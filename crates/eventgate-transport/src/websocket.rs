//! WebSocket transport implementation using `tokio-tungstenite`.

use std::net::SocketAddr;
use std::sync::atomic::{AtomicU64, Ordering};

use bytes::Bytes;
use futures_util::stream::{SplitSink, SplitStream};
use futures_util::{SinkExt, StreamExt};
use tokio::net::{TcpListener, TcpStream};
use tokio::sync::Mutex;
use tokio_tungstenite::WebSocketStream;
use tokio_tungstenite::tungstenite::Message;
use tokio_tungstenite::tungstenite::handshake::server::{ErrorResponse, Request, Response};
use tokio_tungstenite::tungstenite::protocol::CloseFrame;
use tokio_tungstenite::tungstenite::protocol::frame::coding::CloseCode;

use crate::{
    CloseReason, Connection, ConnectionId, Frame, Handshake, PendingConnection, Transport,
    TransportError,
};

/// Counter for generating unique connection IDs.
static NEXT_CONNECTION_ID: AtomicU64 = AtomicU64::new(1);

type WsStream = WebSocketStream<TcpStream>;

/// A WebSocket-based [`Transport`] that listens for incoming connections.
pub struct WebSocketTransport {
    listener: TcpListener,
}

impl WebSocketTransport {
    /// Binds a new WebSocket transport to the given address.
    pub async fn bind(addr: &str) -> Result<Self, TransportError> {
        let listener = TcpListener::bind(addr)
            .await
            .map_err(TransportError::AcceptFailed)?;
        tracing::info!(addr, "WebSocket transport listening");
        Ok(Self { listener })
    }

    /// Returns the address the listener is bound to.
    pub fn local_addr(&self) -> std::io::Result<SocketAddr> {
        self.listener.local_addr()
    }
}

impl Transport for WebSocketTransport {
    type Connection = WebSocketConnection;
    type Error = TransportError;
    type Pending = PendingWebSocket;

    async fn accept(&mut self) -> Result<Self::Pending, Self::Error> {
        let (stream, addr) = self
            .listener
            .accept()
            .await
            .map_err(TransportError::AcceptFailed)?;
        tracing::trace!(%addr, "accepted TCP connection");
        Ok(PendingWebSocket { stream, addr })
    }
}

/// A TCP connection that has not yet completed the WebSocket upgrade.
pub struct PendingWebSocket {
    stream: TcpStream,
    addr: SocketAddr,
}

impl PendingWebSocket {
    /// The remote peer's address.
    pub fn peer_addr(&self) -> SocketAddr {
        self.addr
    }
}

impl PendingConnection for PendingWebSocket {
    type Connection = WebSocketConnection;
    type Error = TransportError;

    async fn upgrade(self) -> Result<(Self::Connection, Handshake), Self::Error> {
        let Self { stream, addr } = self;

        let mut handshake = Handshake::default();
        let capture = |req: &Request, resp: Response| -> Result<Response, ErrorResponse> {
            handshake.path = req.uri().path().to_owned();
            handshake.query = req.uri().query().map(str::to_owned);
            Ok(resp)
        };

        let ws = tokio_tungstenite::accept_hdr_async(stream, capture)
            .await
            .map_err(|e| {
                TransportError::AcceptFailed(std::io::Error::new(
                    std::io::ErrorKind::ConnectionRefused,
                    e,
                ))
            })?;

        let id = ConnectionId::new(NEXT_CONNECTION_ID.fetch_add(1, Ordering::Relaxed));
        tracing::debug!(%id, %addr, path = %handshake.path, "accepted WebSocket connection");

        let (sink, stream) = ws.split();
        Ok((
            WebSocketConnection {
                id,
                sink: Mutex::new(sink),
                stream: Mutex::new(stream),
            },
            handshake,
        ))
    }
}

/// A single WebSocket connection.
///
/// The write and read halves are locked separately so a task blocked in
/// [`recv`](Connection::recv) never holds up senders.
pub struct WebSocketConnection {
    id: ConnectionId,
    sink: Mutex<SplitSink<WsStream, Message>>,
    stream: Mutex<SplitStream<WsStream>>,
}

impl WebSocketConnection {
    async fn send_message(&self, msg: Message) -> Result<(), TransportError> {
        self.sink.lock().await.send(msg).await.map_err(|e| {
            TransportError::SendFailed(std::io::Error::new(std::io::ErrorKind::BrokenPipe, e))
        })
    }
}

impl Connection for WebSocketConnection {
    type Error = TransportError;

    async fn send(&self, frame: Frame) -> Result<(), Self::Error> {
        let msg = match frame {
            Frame::Text(data) => {
                let text = String::from_utf8(data.to_vec()).map_err(TransportError::InvalidFrame)?;
                Message::Text(text.into())
            }
            Frame::Binary(data) => Message::Binary(data),
        };
        self.send_message(msg).await
    }

    async fn recv(&self) -> Result<Option<Vec<u8>>, Self::Error> {
        let mut stream = self.stream.lock().await;
        loop {
            match stream.next().await {
                Some(Ok(Message::Binary(data))) => return Ok(Some(data.into())),
                Some(Ok(Message::Text(text))) => return Ok(Some(text.as_bytes().to_vec())),
                Some(Ok(Message::Close(Some(frame))))
                    if matches!(frame.code, CloseCode::Normal | CloseCode::Away) =>
                {
                    return Ok(None);
                }
                Some(Ok(Message::Close(frame))) => {
                    let detail = frame
                        .map(|f| format!("close code {}", u16::from(f.code)))
                        .unwrap_or_else(|| "close without status".to_owned());
                    return Err(TransportError::ConnectionClosed(detail));
                }
                Some(Ok(_)) => continue, // skip ping/pong/frame
                Some(Err(e)) => {
                    return Err(TransportError::ReceiveFailed(std::io::Error::new(
                        std::io::ErrorKind::ConnectionReset,
                        e,
                    )));
                }
                None => {
                    return Err(TransportError::ConnectionClosed("stream ended".to_owned()));
                }
            }
        }
    }

    async fn ping(&self) -> Result<(), Self::Error> {
        self.send_message(Message::Ping(Bytes::new())).await
    }

    async fn close(&self, reason: CloseReason) -> Result<(), Self::Error> {
        let frame = CloseFrame {
            code: CloseCode::from(reason.code()),
            reason: reason.message().to_owned().into(),
        };
        self.send_message(Message::Close(Some(frame))).await
    }

    fn id(&self) -> ConnectionId {
        self.id
    }
}
impl<C: Connection> Session<C> {
    /// Creates a session and spawns its delivery and housekeeping tasks.
    pub(crate) fn start(
        id: SessionId,
        config: SessionConfig,
        jobs: JobQueue,
        hub: Weak<HubInner<C>>,
    ) -> Self {
        let session = Self {
            shared: Arc::new(SessionShared {
                id,
                queue: OutboundQueue::new(config.queue_capacity),
                core: Mutex::new(SessionCore {
                    state: SessionState::Connecting,
                    attachment: None,
                    history: VecDeque::new(),
                    last_seen: None,
                    disconnected_at: Some(Instant::now()),
                }),
                config,
                ended: AtomicBool::new(false),
                jobs,
                hub,
            }),
        };
        tokio::spawn(session.clone().deliver_loop());
        tokio::spawn(session.clone().housekeeping_loop());
        session
    }

    pub fn id(&self) -> SessionId {
        self.shared.id
    }

    /// `true` once [`end`](Self::end) has run. Never goes back to `false`.
    pub fn is_ended(&self) -> bool {
        self.shared.ended.load(Ordering::Acquire)
    }

    pub async fn state(&self) -> SessionState {
        self.shared.core.lock().await.state
    }

    pub async fn snapshot(&self) -> SessionSnapshot {
        let core = self.shared.core.lock().await;
        SessionSnapshot {
            state: core.state,
            connection: core.attachment.as_ref().map(|a| a.conn.id()),
            encoding: core.attachment.as_ref().map(|a| a.encoding),
            last_seen: core.last_seen,
            history: core.history.iter().map(|p| p.nonce()).collect(),
        }
    }

    // -- Connections --------------------------------------------------------

    /// Attaches a connection, replacing any current one.
    ///
    /// The previous connection, if any, is closed as superseded without
    /// waiting on its pending writes. The new one receives the hello
    /// greeting, then every packet in history with a nonce greater than
    /// `resume_from` in order. With no `resume_from` nothing is replayed.
    /// Returns once the greeting and replay are written.
    ///
    /// # Errors
    /// - [`SessionError::Ended`] if the session already ended; the
    ///   connection is closed.
    /// - [`SessionError::Transport`] if the greeting or replay could not be
    ///   written within the write timeout; the session is left detached.
    pub async fn attach(
        &self,
        conn: C,
        encoding: Encoding,
        resume_from: Option<i64>,
    ) -> Result<(), SessionError> {
        let session_id = self.shared.id;
        let conn = Arc::new(conn);
        let conn_id = conn.id();
        let hello = hello_frame(
            encoding,
            Hello {
                session_id: session_id.to_string(),
                ping_interval: self.shared.config.ping_interval.as_millis() as u64,
            },
        )?;

        let (greeted_tx, greeted_rx) = oneshot::channel();
        let mut core = self.shared.core.lock().await;
        if core.state == SessionState::Ended {
            self.close_later(conn, CloseReason::SessionEnded);
            return Err(SessionError::Ended(session_id));
        }

        if let Some(previous) = core.attachment.take() {
            tracing::debug!(%session_id, conn_id = %previous.conn.id(), "connection superseded");
            self.close_later(previous.conn, CloseReason::Superseded);
        }

        let (outgoing, rx) = mpsc::unbounded_channel();
        let _ = outgoing.send(Outgoing::Frame(hello));
        let mut replayed = 0usize;
        if let Some(after) = resume_from {
            for frame in core
                .history
                .iter()
                .filter(|p| p.nonce() > after)
                .filter_map(|p| p.frame(encoding))
            {
                let _ = outgoing.send(Outgoing::Frame(frame));
                replayed += 1;
            }
        }
        let _ = outgoing.send(Outgoing::Flushed(greeted_tx));

        core.attachment = Some(Attachment {
            conn: Arc::clone(&conn),
            encoding,
            outgoing,
        });
        core.state = SessionState::Active;
        core.disconnected_at = None;
        drop(core);

        tokio::spawn(self.clone().write_loop(Arc::clone(&conn), rx));
        tokio::spawn(self.clone().read_loop(Arc::clone(&conn)));

        match tokio::time::timeout(self.shared.config.write_timeout, greeted_rx).await {
            Ok(Ok(())) => {}
            Ok(Err(_)) => {
                return Err(SessionError::Transport(format!("greeting to {conn_id} failed")));
            }
            Err(_) => {
                let mut core = self.shared.core.lock().await;
                self.detach_locked(&mut core, conn_id, Some(CloseReason::Normal));
                return Err(SessionError::Transport(format!("greeting to {conn_id} timed out")));
            }
        }

        tracing::info!(
            %session_id,
            %conn_id,
            ?encoding,
            resume_from = ?resume_from,
            replayed,
            "connection attached"
        );
        Ok(())
    }

    /// Detaches and closes the current connection, if any. The session
    /// stays resumable for one ping interval.
    pub async fn detach(&self) {
        let mut core = self.shared.core.lock().await;
        if let Some(conn_id) = core.attachment.as_ref().map(|a| a.conn.id()) {
            self.detach_locked(&mut core, conn_id, Some(CloseReason::Normal));
        }
    }

    /// Detaches `conn_id` if it is still the attached connection.
    fn detach_locked(
        &self,
        core: &mut SessionCore<C>,
        conn_id: ConnectionId,
        close: Option<CloseReason>,
    ) -> bool {
        if core.attachment.as_ref().map(|a| a.conn.id()) != Some(conn_id) {
            return false;
        }
        let Some(attachment) = core.attachment.take() else {
            return false;
        };
        core.state = SessionState::Disconnected;
        core.disconnected_at = Some(Instant::now());
        if let Some(reason) = close {
            self.close_later(attachment.conn, reason);
        }
        tracing::info!(session_id = %self.shared.id, %conn_id, "connection detached");
        true
    }

    fn close_later(&self, conn: Arc<C>, reason: CloseReason) {
        self.shared
            .jobs
            .submit("close_connection", async move { conn.close(reason).await });
    }

    // -- Packets ------------------------------------------------------------

    /// Queues a packet for delivery without waiting.
    ///
    /// When the queue is full the oldest undelivered packet is dropped.
    /// Does nothing once the session has ended.
    pub fn enqueue(&self, packet: Arc<Packet>) {
        match self.shared.queue.push(packet) {
            Push::Queued | Push::Closed => {}
            Push::DroppedOldest(nonce) => {
                tracing::warn!(
                    session_id = %self.shared.id,
                    nonce,
                    "outbound queue full, dropped oldest packet"
                );
            }
        }
    }

    async fn deliver(&self, packet: Arc<Packet>) {
        let session_id = self.shared.id;
        let mut core = self.shared.core.lock().await;
        if core.state == SessionState::Ended {
            return;
        }

        let nonce = packet.nonce();
        if core.last_seen.is_some_and(|seen| nonce <= seen) {
            tracing::trace!(%session_id, nonce, "stale packet skipped");
            return;
        }
        core.last_seen = Some(nonce);

        if let Some(attachment) = core.attachment.as_ref() {
            if let Some(frame) = packet.frame(attachment.encoding) {
                let _ = attachment.outgoing.send(Outgoing::Frame(frame));
            }
        }

        core.history.push_back(packet);
        while core.history.len() > self.shared.config.history_limit {
            core.history.pop_front();
        }
    }

    // -- Lifecycle ----------------------------------------------------------

    /// Ends the session: deregisters it, drops its queue and history, and
    /// closes any attached connection. Safe to call more than once.
    pub async fn end(&self) {
        if self.shared.ended.swap(true, Ordering::AcqRel) {
            return;
        }
        let session_id = self.shared.id;

        {
            let mut core = self.shared.core.lock().await;
            core.state = SessionState::Ended;
            core.history.clear();
            if let Some(attachment) = core.attachment.take() {
                self.close_later(attachment.conn, CloseReason::SessionEnded);
            }
        }
        self.shared.queue.close();

        if let Some(hub) = self.shared.hub.upgrade() {
            hub.deregister(session_id).await;
        }
        tracing::info!(%session_id, "session ended");
    }

    /// One housekeeping pass: prune history older than one ping interval,
    /// then ping the attached connection or, if detached for a full ping
    /// interval, end the session.
    pub async fn housekeep(&self) {
        let session_id = self.shared.id;
        let ping_interval = self.shared.config.ping_interval;
        let mut core = self.shared.core.lock().await;
        if core.state == SessionState::Ended {
            return;
        }

        let before = core.history.len();
        while core
            .history
            .front()
            .is_some_and(|p| p.age() >= ping_interval)
        {
            core.history.pop_front();
        }
        let pruned = before - core.history.len();
        if pruned > 0 {
            tracing::trace!(%session_id, pruned, "history pruned");
        }

        if let Some(attachment) = core.attachment.as_ref() {
            let _ = attachment.outgoing.send(Outgoing::Ping);
            return;
        }

        let expired = core
            .disconnected_at
            .is_none_or(|at| at.elapsed() >= ping_interval);
        drop(core);
        if expired {
            tracing::debug!(%session_id, "resume window elapsed");
            self.end().await;
        }
    }

    // -- Tasks --------------------------------------------------------------

    async fn deliver_loop(self) {
        while let Some(packet) = self.shared.queue.pop().await {
            self.deliver(packet).await;
        }
        tracing::trace!(session_id = %self.shared.id, "delivery task finished");
    }

    async fn housekeeping_loop(self) {
        let period = self.shared.config.ping_interval;
        let jitter = first_tick_jitter(self.shared.config.housekeeping_jitter);
        let mut ticker = tokio::time::interval_at(Instant::now() + period + jitter, period);
        ticker.set_missed_tick_behavior(MissedTickBehavior::Delay);

        loop {
            ticker.tick().await;
            if self.is_ended() {
                break;
            }
            self.housekeep().await;
        }
    }

    /// Writes one connection's frames and pings in order. A failed or
    /// timed-out write detaches the connection if it is still attached.
    async fn write_loop(self, conn: Arc<C>, mut rx: mpsc::UnboundedReceiver<Outgoing>) {
        let session_id = self.shared.id;
        let conn_id = conn.id();
        let limit = self.shared.config.write_timeout;

        while let Some(item) = rx.recv().await {
            let (what, result) = match item {
                Outgoing::Frame(frame) => {
                    ("write", tokio::time::timeout(limit, conn.send(frame)).await)
                }
                Outgoing::Ping => ("ping", tokio::time::timeout(limit, conn.ping()).await),
                Outgoing::Flushed(done) => {
                    let _ = done.send(());
                    continue;
                }
            };
            let error = match result {
                Ok(Ok(())) => continue,
                Ok(Err(e)) => e.to_string(),
                Err(_) => format!("timed out after {limit:?}"),
            };
            tracing::warn!(%session_id, %conn_id, error = %error, "connection {what} failed");
            let mut core = self.shared.core.lock().await;
            self.detach_locked(&mut core, conn_id, Some(CloseReason::Normal));
            return;
        }
    }

    /// Watches one connection for closure. Inbound data is ignored.
    async fn read_loop(self, conn: Arc<C>) {
        let conn_id = conn.id();
        let clean = loop {
            match conn.recv().await {
                Ok(Some(_)) => continue,
                Ok(None) => break true,
                Err(e) => {
                    tracing::debug!(session_id = %self.shared.id, %conn_id, error = %e, "connection read failed");
                    break false;
                }
            }
        };
        drop(conn);

        let mut core = self.shared.core.lock().await;
        if clean {
            if self.detach_locked(&mut core, conn_id, None) {
                drop(core);
                tracing::info!(session_id = %self.shared.id, %conn_id, "client closed session");
                self.end().await;
            }
        } else {
            self.detach_locked(&mut core, conn_id, None);
        }
    }
}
━━━━━━━━━━━━━━━━
__Your task__
Set down the lines of the listing word for word, from its first line through the line containing "use tokio::sync::Mutex;". Both of those lines belong in the answer, and no others do.

__Output of the task__
filename crates/eventgate-transport/src/websocket.rs
//! WebSocket transport implementation using `tokio-tungstenite`.

use std::net::SocketAddr;
use std::sync::atomic::{AtomicU64, Ordering};

use bytes::Bytes;
use futures_util::stream::{SplitSink, SplitStream};
use futures_util::{SinkExt, StreamExt};
use tokio::net::{TcpListener, TcpStream};
use tokio::sync::Mutex;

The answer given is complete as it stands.